There has been some talk of the potential for Edwards to feature at wing-back, but given the specific attacking qualities that Lowe required from his
wingers wing-backs last season, it seems more likely that he will feature in the holding position.
Though it is tempting to read from his Wikipedia page that he is a “midfielder or full back” and note that he has played at wide midfield during his career, I think it is likely that his skill set makes him more suited to the holding midfield spot rather than right wing-back.
Last season, Lowe operated with wingers Nicky Adams and Callum McFadzean as wing-backs, with the intention being to overload opposition teams with such an attacking presence that his wingers rarely had to do much defensive work. In this way, they were less exposed at the other end of the pitch. However, this requires not only a set of skills related to operating in the final third of the pitch, but also the mentality to always be thinking first about attacking.
Edwards does not obviously suit this profile of a first choice wing-back in this system. He does benefit in the sense that he could operate in that position – or possible even in central defence – if needed, but surely his best position will be that occupied by Jordan Rossiter at the back end of last season.
Rossiter’s numbers are not eye-catching. He provided one goal and one assist during his time with the club. However, that’s not what he was in the team to do. He was there to break up the play and get the ball to Bury’s creative duo – Jay O’Shea and Danny Mayor – and he did it superbly.
Jordan Rossiter – 'The Scouse Kanté' pic.twitter.com/sRap6Sj7HH
— Bury FC Goals (@buryfcgoals) June 7, 2019
Joe Edwards is very well suited to this position, particularly because he has played it for many years of his career at a higher level than League Two. As we have already seen, he is very good at quietly effecting turnovers in midfield, he is strong at pressing and counter pressing, and he has the vision and range of passing to transition the ball to his attacking teammates.
In particular, his communication will be vital.
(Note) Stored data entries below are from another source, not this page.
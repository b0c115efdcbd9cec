use stampede_net::buffer::SegmentedBuffer;

#[test]
fn should_round_trip_appends_across_chunk_boundaries() {
    let mut buffer = SegmentedBuffer::new(8);
    let mut expected: Vec<u8> = Vec::new();

    // Append in sizes that land before, on, and after chunk boundaries.
    for (index, size) in [1usize, 7, 8, 9, 3, 16, 5].iter().enumerate() {
        let piece: Vec<u8> = (0..*size).map(|i| (index * 16 + i) as u8).collect();
        buffer.append(&piece);
        expected.extend_from_slice(&piece);
    }

    assert_eq!(buffer.len(), expected.len());
    assert_eq!(buffer.get_bytes(0, buffer.len()), expected);
    assert_eq!(buffer.to_vec(), expected);
}

#[test]
fn should_append_nothing_for_empty_input() {
    let mut buffer = SegmentedBuffer::new(8);
    buffer.append(b"");
    assert_eq!(buffer.len(), 0);
    buffer.append(b"abc");
    buffer.append(b"");
    assert_eq!(buffer.to_vec(), b"abc");
}

#[test]
fn should_behave_like_fresh_buffer_after_clear() {
    let mut reused = SegmentedBuffer::new(8);
    reused.append(b"some earlier content that spans chunks");
    reused.clear();
    assert_eq!(reused.len(), 0);

    let mut fresh = SegmentedBuffer::new(8);
    for piece in [&b"first"[..], &b" and"[..], &b" second"[..]] {
        reused.append(piece);
        fresh.append(piece);
    }
    assert_eq!(reused.to_vec(), fresh.to_vec());
    assert_eq!(reused.len(), fresh.len());
}

#[test]
fn should_copy_partial_ranges_spanning_chunks() {
    let mut buffer = SegmentedBuffer::new(4);
    buffer.append(b"0123456789");

    assert_eq!(buffer.get_bytes(3, 5), b"34567");
    assert_eq!(buffer.byte_at(8), b'8');

    let mut dest = [0u8; 16];
    let copied = buffer.copy_to_slice(6, &mut dest);
    assert_eq!(copied, 4);
    assert_eq!(&dest[..copied], b"6789");
}

#[test]
fn should_allow_empty_range_at_end_of_buffer() {
    let mut buffer = SegmentedBuffer::new(8);
    buffer.append(b"abc");
    assert_eq!(buffer.get_bytes(3, 0), Vec::<u8>::new());
    assert_eq!(buffer.index_of(b"abc", 3), None);
}

#[test]
fn should_find_pattern_straddling_chunk_boundary() {
    // Chunk size 8 with the pattern at offset 5 places the split after
    // its third byte.
    let mut buffer = SegmentedBuffer::new(8);
    buffer.append(b"xxxxxboundaryyyy");
    assert_eq!(buffer.index_of(b"boundary", 0), Some(5));

    // The same pattern placed fully inside one chunk matches identically.
    let mut aligned = SegmentedBuffer::new(32);
    aligned.append(b"xxxxxboundaryyyy");
    assert_eq!(aligned.index_of(b"boundary", 0), Some(5));

    assert_eq!(buffer.index_of(b"boundary", 6), None);
    assert_eq!(buffer.index_of(b"missing", 0), None);
}

#[test]
fn should_check_tail_with_ends_with() {
    let mut buffer = SegmentedBuffer::new(4);
    buffer.append(b"<record>payload</record>\n");
    assert!(buffer.ends_with(b"</record>\n"));
    assert!(!buffer.ends_with(b"</log>\n"));
    assert!(!buffer.ends_with(b"longer than the whole buffer content here"));
}

#[test]
fn should_locate_eol_and_following_bol() {
    let mut buffer = SegmentedBuffer::new(4);
    buffer.append(b"abc\r\ndef\n");

    let eol = buffer.index_of_eol(0).unwrap();
    assert_eq!(eol, 3);
    assert_eq!(buffer.byte_at(eol), b'\r');

    let bol = buffer.index_of_bol(eol).unwrap();
    assert_eq!(bol, 5);
    assert_eq!(buffer.byte_at(bol), b'd');

    let second_eol = buffer.index_of_eol(bol).unwrap();
    assert_eq!(second_eol, 8);
    assert_eq!(buffer.index_of_bol(second_eol), Some(buffer.len()));
    assert_eq!(buffer.index_of_eol(buffer.len()), None);
}

#[test]
fn should_handle_crlf_split_across_chunks() {
    // Chunk size 4 puts the CR at the end of the first chunk and the LF at
    // the start of the second.
    let mut buffer = SegmentedBuffer::new(4);
    buffer.append(b"abc\r\ndef");

    let eol = buffer.index_of_eol(0).unwrap();
    assert_eq!(eol, 3);
    assert_eq!(buffer.index_of_bol(eol), Some(5));
}

#[test]
fn should_tokenize_lines() {
    let mut buffer = SegmentedBuffer::new(4);
    buffer.append(b"first\r\nsecond\nthird");

    let mut tokenizer = buffer.tokenizer();
    assert_eq!(tokenizer.get_line().unwrap(), b"first");
    assert_eq!(tokenizer.get_line().unwrap(), b"second");
    assert_eq!(tokenizer.get_line(), None);
    assert_eq!(tokenizer.get_trimmed_remainder().unwrap(), "third");
    assert!(tokenizer.end_of_data());
    assert_eq!(tokenizer.get_trimmed_remainder(), None);
}

#[test]
fn should_tokenize_on_delimiters() {
    let mut buffer = SegmentedBuffer::new(4);
    buffer.append(b"alpha beta  gamma");

    let mut tokenizer = buffer.tokenizer();
    assert_eq!(tokenizer.next_token(b" ").unwrap(), "alpha");
    assert_eq!(tokenizer.next_token(b" ").unwrap(), "beta");
    assert_eq!(tokenizer.next_token(b" ").unwrap(), "gamma");
    assert!(tokenizer.end_of_data());
    assert_eq!(tokenizer.next_token(b" "), None);
}

#[test]
fn should_compact_remainder_on_flip() {
    let mut buffer = SegmentedBuffer::new(4);
    buffer.append(b"one\ntwo\npartial");

    let mut tokenizer = buffer.tokenizer();
    assert_eq!(tokenizer.get_line().unwrap(), b"one");
    assert_eq!(tokenizer.get_line().unwrap(), b"two");
    tokenizer.flip();
    assert_eq!(tokenizer.position(), 0);

    assert_eq!(buffer.to_vec(), b"partial");

    // The buffer keeps working normally after compaction.
    buffer.append(b" data\n");
    assert_eq!(buffer.to_vec(), b"partial data\n");
}

#[test]
fn should_treat_flip_at_end_of_data_as_clear() {
    let mut buffer = SegmentedBuffer::new(4);
    buffer.append(b"line one\nline two\n");

    let mut tokenizer = buffer.tokenizer();
    while tokenizer.get_line().is_some() {}
    assert!(tokenizer.end_of_data());
    tokenizer.flip();

    assert_eq!(buffer.len(), 0);
    buffer.append(b"fresh");
    assert_eq!(buffer.to_vec(), b"fresh");
}

#[test]
fn should_write_buffer_to_writer_without_joining() {
    let mut buffer = SegmentedBuffer::new(4);
    buffer.append(b"0123456789ab");
    buffer.append(b"cd");

    let mut sink: Vec<u8> = Vec::new();
    let written = buffer.write_to(&mut sink).unwrap();
    assert_eq!(written, 14);
    assert_eq!(sink, b"0123456789abcd");
}
mod flood_test_client;

use log::LevelFilter;
use std::env;

fn main() {
    let mut clog = colog::default_builder();

    #[cfg(debug_assertions)]
    clog.filter_level(LevelFilter::Debug);

    #[cfg(not(debug_assertions))]
    clog.filter_level(LevelFilter::Warn);

    clog.init();

    let args: Vec<String> = env::args().collect();
    let authority: String = match args.get(1) {
        Some(s) => s.clone(),
        None => String::from("localhost:9999"),
    };

    flood_test_client::run_test(&authority);
}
He will be playing in a team that will face a lot of counter attacks against its exposed three-man defence, and during defensive phases he will need to marshal a series of predominantly attacking players to hold their position and close down gaps.
Joe Edwards is the kind of player that you’d rarely notice if you just watched highlights packages, yet he performs one of the most important tasks on the pitch. He may be a slight gamble, given his post-injury form, but if he even comes close to reaching the same levels as pre-February 2018, then he is a steal for Plymouth Argyle.